I turned to stare straight ahead, jaw tight. That was… a lot. My parents died in a fire. Everyone knew that. It was tragic and I blamed myself every day for being the reason. But somehow, being left? Intentionally? Then watching someone she loved suffer for years with no cure in sight? That was a different kind of hell. One that dragged on and didn’t even have the decency to burn everything down all at once.
“I’m not trying to make your life harder,” I said, meaning it.
She didn’t answer. Just turned toward the window, the dim light in the car casting a shadow across her face. She didn’t ask about me. Not that I expected her to. She already knew the basics. Everyone did. I was Miles and Easton’s older brother. The one who left town the moment he got the chance. The one whose parents didn’t make it out. The one who should’ve been home that night, but wasn’t.
That’s all she needed to know, anyway.
Because the rest? The guilt, the grief, the fact that I felt more like a ghost than a man most days?
That wasn’t part of the story she was signing up to fake.
And maybe that was a good thing. Because if she looked too closely, she’d see how little of me was left.
Chapter Eleven
BLUE
The driveinto Atlanta felt like being smuggled into another life. West’s driver maneuvered through late-night traffic with silent precision, then dipped beneath a towering building and into an underground garage. A sleek metal gate lifted without a sound. This wasn’t a parking deck for tenants, it was a private landing zone. For him.
So yeah. West Brooks wasn’t just rich. He was loaded. The kind of rich where your car had its own bed to sleep in for the night.
West stepped out first and held the door open like a gentleman, but still had that quiet command he carried so naturally. Without thinking, I slid my hand into his and followed him to the elevator, which he used his thumbprint to unlock.
That was when it started hitting me that I had agreed to more than I bargained for.
The elevator walls were glass, and as we started moving up, the entire city unfolded beneath us. Lights glittered in every direction, skyscrapers stretched like silver trees into the sky, and I could see highways looping below like glowing ribbons. We climbed and climbed. I didn’t even know buildings in Atlantacould be that tall and I tried not to grip the rail and show my fear.
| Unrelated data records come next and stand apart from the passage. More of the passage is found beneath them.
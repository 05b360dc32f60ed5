//! String-level helpers for XMPP addresses.
//!
//! Stored rows and event payloads carry addresses as plain strings; parsing
//! into typed JIDs happens at the protocol edge in `rookery-xmpp`.

use uuid::Uuid;

/// Strip the resource from a full address (`user@domain/res` -> `user@domain`).
pub fn bare_jid(jid: &str) -> String {
    match jid.find('/') {
        Some(pos) => jid[..pos].to_string(),
        None => jid.to_string(),
    }
}

/// The resource of a full address, or an empty string for a bare one.
pub fn resource_part(jid: &str) -> String {
    match jid.find('/') {
        Some(pos) => jid[pos + 1..].to_string(),
        None => String::new(),
    }
}

/// The local part of an address (`user@domain` -> `user`), if present.
pub fn local_part(jid: &str) -> Option<&str> {
    let bare = jid.split('/').next().unwrap_or(jid);
    bare.split_once('@').map(|(local, _)| local)
}

pub fn same_bare(a: &str, b: &str) -> bool {
    bare_jid(a).eq_ignore_ascii_case(&bare_jid(b))
}

/// Client-chosen id for an outbound message stanza.
pub fn new_message_id() -> String {
    format!("msg_{}", Uuid::new_v4())
}

/// Client-chosen id for an outbound iq request.
pub fn new_iq_id() -> String {
    format!("iq_{}", Uuid::new_v4())
}
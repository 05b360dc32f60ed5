use std::sync::Arc;

use chrono::{DateTime, Utc};

use crate::{Database, FromRow, Row, StorageError};

/// A locally known account.
#[derive(Debug, Clone, PartialEq)]
pub struct Account {
    pub jid: String,
    pub display_name: Option<String>,
    pub created_at: DateTime<Utc>,
}

impl FromRow for Account {
    fn from_row(row: &Row) -> Result<Self, StorageError> {
        Ok(Account {
            jid: row.text(0, "jid")?,
            display_name: row.opt_text(1),
            created_at: row.timestamp(2, "created_at")?,
        })
    }
}

pub struct AccountStore<D: Database> {
    db: Arc<D>,
}

impl<D: Database> AccountStore<D> {
    pub fn new(db: Arc<D>) -> Self {
        Self { db }
    }

    /// Record a successful login. The row is created once and never removed;
    /// later logins only refresh the display name.
    pub async fn record_login(
        &self,
        jid: &str,
        display_name: Option<&str>,
    ) -> Result<(), StorageError> {
        let jid = rookery_core::jid::bare_jid(jid);
        let display_name = display_name.map(str::to_string);
        let now = Utc::now();
        self.db
            .execute(
                "INSERT INTO accounts (jid, display_name, created_at) VALUES (?1, ?2, ?3) \
                 ON CONFLICT(jid) DO UPDATE SET \
                 display_name = COALESCE(excluded.display_name, accounts.display_name)",
                &[&jid, &display_name, &now],
            )
            .await?;
        Ok(())
    }

    pub async fn accounts(&self) -> Result<Vec<Account>, StorageError> {
        self.db
            .query(
                "SELECT jid, display_name, created_at FROM accounts ORDER BY created_at, jid",
                &[],
            )
            .await
    }

    pub async fn account(&self, jid: &str) -> Result<Account, StorageError> {
        let jid = rookery_core::jid::bare_jid(jid);
        self.db
            .query_one(
                "SELECT jid, display_name, created_at FROM accounts WHERE jid = ?1",
                &[&jid],
            )
            .await
    }
}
West didn’t say anything. He didn’t need to. His presence alone filled every inch of space. He was cool. Collected. Meanwhile, my heart was a hummingbird on Red Bull, and it was making me more irrationally pissed off than I had been in the car.
I had left my dad behind for the night. He was fine. I knew he was fine. But that didn’t stop the guilt from digging its claws into my ribs and making everything feel heavier. I was doing this for him, but I still hated the idea of not being home in case he needed something. And I hated even more that this towering, brooding billionaire, had the nerve to make me feel small and out of place by simply existing.
I just wanted to go home.
When the elevator finally opened, West led me into what I first thought was a hotel. Then a luxury condo. Then maybe an upscale office? But then I realized it was his home.